According to the Los Angeles Times, the former officer, Sam Duncan, in 2016 sued Wells Fargo and its broker Marc Rogers over the sales of Puerto Rico bonds which he alleged were unsuitable for his investment profile. He also alleged that Mr. Rogers declined to abide by the firm’s own analysis of Puerto Rico bonds as unsuitable for conservative investment profiles. Mr. Rogers’ bonds were held by a trust established for his children, according to his Times, citing his attorney, who said: ““Rogers knew this was a trust — knew this was money to be invested for future generations… It didn’t take a rocket scientist to know these were risky investments.”
In connection with Mr. Rogers’ lawsuit, a panel of FINRA arbitrators determined that Mr. Rogers and Wells Fargo Advisors owe Mr. Duncan $4.2 million to cover his losses, as well as millions in interest, punitive damages and other costs amounting to $8.6 million. A representative of Wells Fargo Advisors told the Times, “We disagree with the award and we are researching our options.” Mr. Duncan’s lawsuit also named Mr. Rogers’ former firm, RBC Capital Markets, which paid a settlement of $25,000 in May.
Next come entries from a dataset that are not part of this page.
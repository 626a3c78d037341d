use super::*;

#[test]
fn formats_with_three_digit_padding() {
    assert_eq!(format_scene_name("char_model", 7, "ma"), "char_model_v007.ma");
    assert_eq!(format_scene_name("main", 1, "ma"), "main_v001.ma");
    assert_eq!(format_scene_name("shot", 999, "mb"), "shot_v999.mb");
}

#[test]
fn wide_versions_are_not_truncated() {
    assert_eq!(format_scene_name("shot", 1000, "ma"), "shot_v1000.ma");
    assert_eq!(format_scene_name("shot", 123456, "ma"), "shot_v123456.ma");
}

#[test]
fn parses_canonical_name() {
    let name = parse_scene_name("char_v012.ma").expect("canonical name should parse");
    assert_eq!(name.descriptor, "char");
    assert_eq!(name.version, 12);
    assert_eq!(name.extension, "ma");
}

#[test]
fn descriptor_may_contain_underscores() {
    let name = parse_scene_name("char_model_v007.ma").expect("parse");
    assert_eq!(name.descriptor, "char_model");
    assert_eq!(name.version, 7);
}

#[test]
fn round_trips_across_version_range() {
    for (descriptor, extension) in [("main", "ma"), ("env_forest", "mb"), ("x", "usd")] {
        for version in [1, 2, 9, 10, 99, 100, 500, 999, 1000, 4242] {
            let rendered = format_scene_name(descriptor, version, extension);
            let parsed = parse_scene_name(&rendered).expect("rendered name must parse");
            assert_eq!(
                parsed,
                SceneName::new(descriptor, version, extension).expect("valid fields")
            );
        }
    }
}

#[test]
fn display_and_from_str_agree() {
    let name = SceneName::new("prop", 3, "ma").expect("valid fields");
    let rendered = name.to_string();
    assert_eq!(rendered, "prop_v003.ma");
    let reparsed: SceneName = rendered.parse().expect("display output parses");
    assert_eq!(reparsed, name);
}

#[test]
fn accepts_unpadded_numeral() {
    let name = parse_scene_name("foo_v7.ma").expect("unpadded numeral is still a version");
    assert_eq!(name.version, 7);
}

#[test]
fn rejects_names_without_delimiters() {
    for bad in ["readme.txt", "foo_v001", "foo001.ma", "", "notes"] {
        let err = parse_scene_name(bad).expect_err("name without delimiters must fail");
        assert!(
            matches!(err, SceneNameError::Malformed { .. }),
            "{bad:?} gave {err:?}"
        );
    }
}

#[test]
fn rejects_repeated_delimiters() {
    for bad in ["a_vb_v001.ma", "foo_v001.ma.bak", "foo_v001..ma"] {
        let err = parse_scene_name(bad).expect_err("ambiguous name must fail");
        assert!(matches!(err, SceneNameError::Malformed { .. }), "{bad:?}");
    }
}

#[test]
fn rejects_empty_descriptor_or_extension() {
    assert!(matches!(
        parse_scene_name("_v001.ma"),
        Err(SceneNameError::Malformed { .. })
    ));
    assert!(matches!(
        parse_scene_name("foo_v001."),
        Err(SceneNameError::Malformed { .. })
    ));
}

#[test]
fn rejects_non_numeric_or_zero_version() {
    for bad in ["foo_vabc.ma", "foo_v.ma", "foo_v+01.ma", "foo_v-1.ma", "foo_v000.ma"] {
        let err = parse_scene_name(bad).expect_err("bad version must fail");
        assert!(
            matches!(err, SceneNameError::InvalidVersion { .. }),
            "{bad:?} gave {err:?}"
        );
    }
}

#[test]
fn rejects_version_beyond_u32() {
    let err = parse_scene_name("foo_v99999999999.ma").expect_err("overflowing version");
    assert_eq!(
        err,
        SceneNameError::InvalidVersion {
            name: "foo_v99999999999.ma".to_string(),
            segment: "99999999999".to_string(),
        }
    );
}

#[test]
fn field_validation() {
    assert!(validate_descriptor("char_model").is_ok());
    assert!(validate_descriptor("").is_err());
    assert!(validate_descriptor("env_village").is_err());
    assert!(validate_descriptor("a.b").is_err());
    assert!(validate_descriptor("a/b").is_err());

    assert!(validate_extension("ma").is_ok());
    assert!(validate_extension(".ma").is_err());
    assert!(validate_extension("").is_err());
    assert!(validate_extension("tar.gz").is_err());

    assert_eq!(validate_version(0), Err(FieldError::ZeroVersion));
    assert!(validate_version(1).is_ok());
}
Mr. Duncan’s attorneys told the Times that for two years—2012 and 2013—his accounts “managed by Rogers held almost entirely Puerto Rico bonds,” and that “At one point, Duncan held about $12 million worth of the bonds.” They alleged that this was an unsuitable quantity for a conservative investor, and that Mr. Rogers recommended that Mr. Duncan continue holding the assets even after the Puerto Rico debt crisis in 2013 led to a decline in their value. They also alleged that Wells Fargo’s analysts “had flagged the Puerto Rico bonds as inappropriate for conservative investors but that the bank did not ensure Rogers was following those guidelines.”
Wells Fargo’s wealth management unit, the specific department named in Mr. Duncan’s lawsuit, has been the subject of scrutiny by Wells Fargo as well as regulatory authorities. According to the Times, Wells Fargo is currently holding a “review” into whether that unit “has provided improper investment advice to 401(k) retirement account holders and other customers.”